Saved entries
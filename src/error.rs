use std::path::PathBuf;

use thiserror::Error;

pub type SurferResult<T> = Result<T, SurferError>;

#[derive(Debug, Error)]
pub enum SurferError {
    #[error("failed to read name database `{}`: {source}", path.display())]
    Io {
        path: PathBuf,
        #[source]
        source: std::io::Error,
    },

    #[error("malformed database line {line_number}: {reason}")]
    MalformedLine { line_number: usize, reason: String },

    #[error("invalid viewport size: width={width}, height={height}")]
    InvalidViewport { width: u32, height: u32 },

    #[error("invalid data: {0}")]
    InvalidData(String),
}
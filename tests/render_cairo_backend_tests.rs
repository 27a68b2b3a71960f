#![cfg(feature = "cairo-backend")]

use cairo::{Context, Format, ImageSurface};
use namesurfer::SurferError;
use namesurfer::api::{NameSurferConfig, NameSurferEngine};
use namesurfer::core::{NDECADES, NameEntry, Viewport};
use namesurfer::database::NameDatabase;
use namesurfer::render::CairoRenderer;

fn database() -> NameDatabase {
    [
        NameEntry::new("Eric", [25, 18, 0, 0, 0, 0, 0, 0, 0, 0, 0, 0]).expect("eric"),
        NameEntry::new("Mary", [1, 1, 1, 1, 1, 1, 1, 2, 3, 6, 15, 34]).expect("mary"),
    ]
    .into_iter()
    .collect()
}

#[test]
fn cairo_renderer_rejects_invalid_surface_size() {
    let err = CairoRenderer::new(0, 480).expect_err("invalid width must fail");
    assert!(matches!(err, SurferError::InvalidData(_)));
}

#[test]
fn cairo_renderer_draws_grid_and_series() {
    let renderer = CairoRenderer::new(900, 500).expect("renderer");
    let config = NameSurferConfig::new(Viewport::new(900, 500));
    let mut engine = NameSurferEngine::new(renderer, database(), config).expect("engine init");

    engine.on_submit_name("eric").expect("eric");
    engine.on_submit_name("mary").expect("mary");
    let renderer = engine.into_renderer();
    let stats = renderer.last_stats();

    assert_eq!(stats.lines_drawn, NDECADES + 2 + 2 * (NDECADES - 1));
    assert_eq!(stats.texts_drawn, 3 * NDECADES);

    let mut png = Vec::new();
    renderer.write_png(&mut png).expect("png");
    assert!(png.starts_with(&[0x89, b'P', b'N', b'G']));
}

#[test]
fn cairo_renderer_can_draw_on_external_context() {
    let renderer = CairoRenderer::new(600, 320).expect("renderer");
    let config = NameSurferConfig::new(Viewport::new(600, 320));
    let mut engine = NameSurferEngine::new(renderer, database(), config).expect("engine init");
    engine.on_clear().expect("clear");

    let surface = ImageSurface::create(Format::ARgb32, 600, 320).expect("surface");
    let context = Context::new(&surface).expect("context");
    engine
        .render_on_cairo_context(&context)
        .expect("render on external context");

    let stats = engine.into_renderer().last_stats();
    assert_eq!(stats.lines_drawn, NDECADES + 2);
    assert_eq!(stats.texts_drawn, NDECADES);
}

#[test]
fn offscreen_surface_follows_engine_resize() {
    let renderer = CairoRenderer::new(600, 320).expect("renderer");
    let config = NameSurferConfig::new(Viewport::new(600, 320));
    let mut engine = NameSurferEngine::new(renderer, database(), config).expect("engine init");
    engine.on_submit_name("mary").expect("mary");

    engine.on_resize(1200, 1000).expect("resize");
    let renderer = engine.into_renderer();
    let surface = renderer.surface().expect("offscreen surface");
    assert_eq!((surface.width(), surface.height()), (1200, 1000));
    assert_eq!(renderer.last_stats().lines_drawn, NDECADES + 2 + (NDECADES - 1));

    let mut png = Vec::new();
    renderer.write_png(&mut png).expect("png");
    // IHDR width and height, big-endian, right after the signature and chunk header.
    assert_eq!(&png[16..24], &[0, 0, 4, 176, 0, 0, 3, 232]);
}

#[test]
fn external_context_renderer_only_draws_on_host_context() {
    let config = NameSurferConfig::new(Viewport::new(600, 320));
    let mut engine =
        NameSurferEngine::new(CairoRenderer::for_external_context(), database(), config)
            .expect("engine init");
    engine.on_submit_name("eric").expect("eric");
    assert!(engine.renderer().surface().is_none());
    assert_eq!(engine.renderer().last_stats().lines_drawn, 0);

    let surface = ImageSurface::create(Format::ARgb32, 600, 320).expect("surface");
    let context = Context::new(&surface).expect("context");
    engine
        .render_on_cairo_context(&context)
        .expect("render on external context");

    let renderer = engine.into_renderer();
    assert_eq!(renderer.last_stats().lines_drawn, NDECADES + 2 + (NDECADES - 1));
    assert!(renderer.write_png(&mut Vec::new()).is_err());
}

** TASK INSTRUCTIONS **
Retype the entries exactly from the first line, stopping after the line with "assert_eq!(stats.lines_drawn, NDECADES + 2 +".

** SOLVED EXERCISE **
filename src/error.rs
use std::path::PathBuf;

use thiserror::Error;

pub type SurferResult<T> = Result<T, SurferError>;

#[derive(Debug, Error)]
pub enum SurferError {
    #[error("failed to read name database `{}`: {source}", path.display())]
    Io {
        path: PathBuf,
        #[source]
        source: std::io::Error,
    },

    #[error("malformed database line {line_number}: {reason}")]
    MalformedLine { line_number: usize, reason: String },

    #[error("invalid viewport size: width={width}, height={height}")]
    InvalidViewport { width: u32, height: u32 },

    #[error("invalid data: {0}")]
    InvalidData(String),
}
filename tests/render_cairo_backend_tests.rs
repository 27a68b2b3a71960f
#![cfg(feature = "cairo-backend")]

use cairo::{Context, Format, ImageSurface};
use namesurfer::SurferError;
use namesurfer::api::{NameSurferConfig, NameSurferEngine};
use namesurfer::core::{NDECADES, NameEntry, Viewport};
use namesurfer::database::NameDatabase;
use namesurfer::render::CairoRenderer;

fn database() -> NameDatabase {
    [
        NameEntry::new("Eric", [25, 18, 0, 0, 0, 0, 0, 0, 0, 0, 0, 0]).expect("eric"),
        NameEntry::new("Mary", [1, 1, 1, 1, 1, 1, 1, 2, 3, 6, 15, 34]).expect("mary"),
    ]
    .into_iter()
    .collect()
}

#[test]
fn cairo_renderer_rejects_invalid_surface_size() {
    let err = CairoRenderer::new(0, 480).expect_err("invalid width must fail");
    assert!(matches!(err, SurferError::InvalidData(_)));
}

#[test]
fn cairo_renderer_draws_grid_and_series() {
    let renderer = CairoRenderer::new(900, 500).expect("renderer");
    let config = NameSurferConfig::new(Viewport::new(900, 500));
    let mut engine = NameSurferEngine::new(renderer, database(), config).expect("engine init");

    engine.on_submit_name("eric").expect("eric");
    engine.on_submit_name("mary").expect("mary");
    let renderer = engine.into_renderer();
    let stats = renderer.last_stats();

    assert_eq!(stats.lines_drawn, NDECADES + 2 + 2 * (NDECADES - 1));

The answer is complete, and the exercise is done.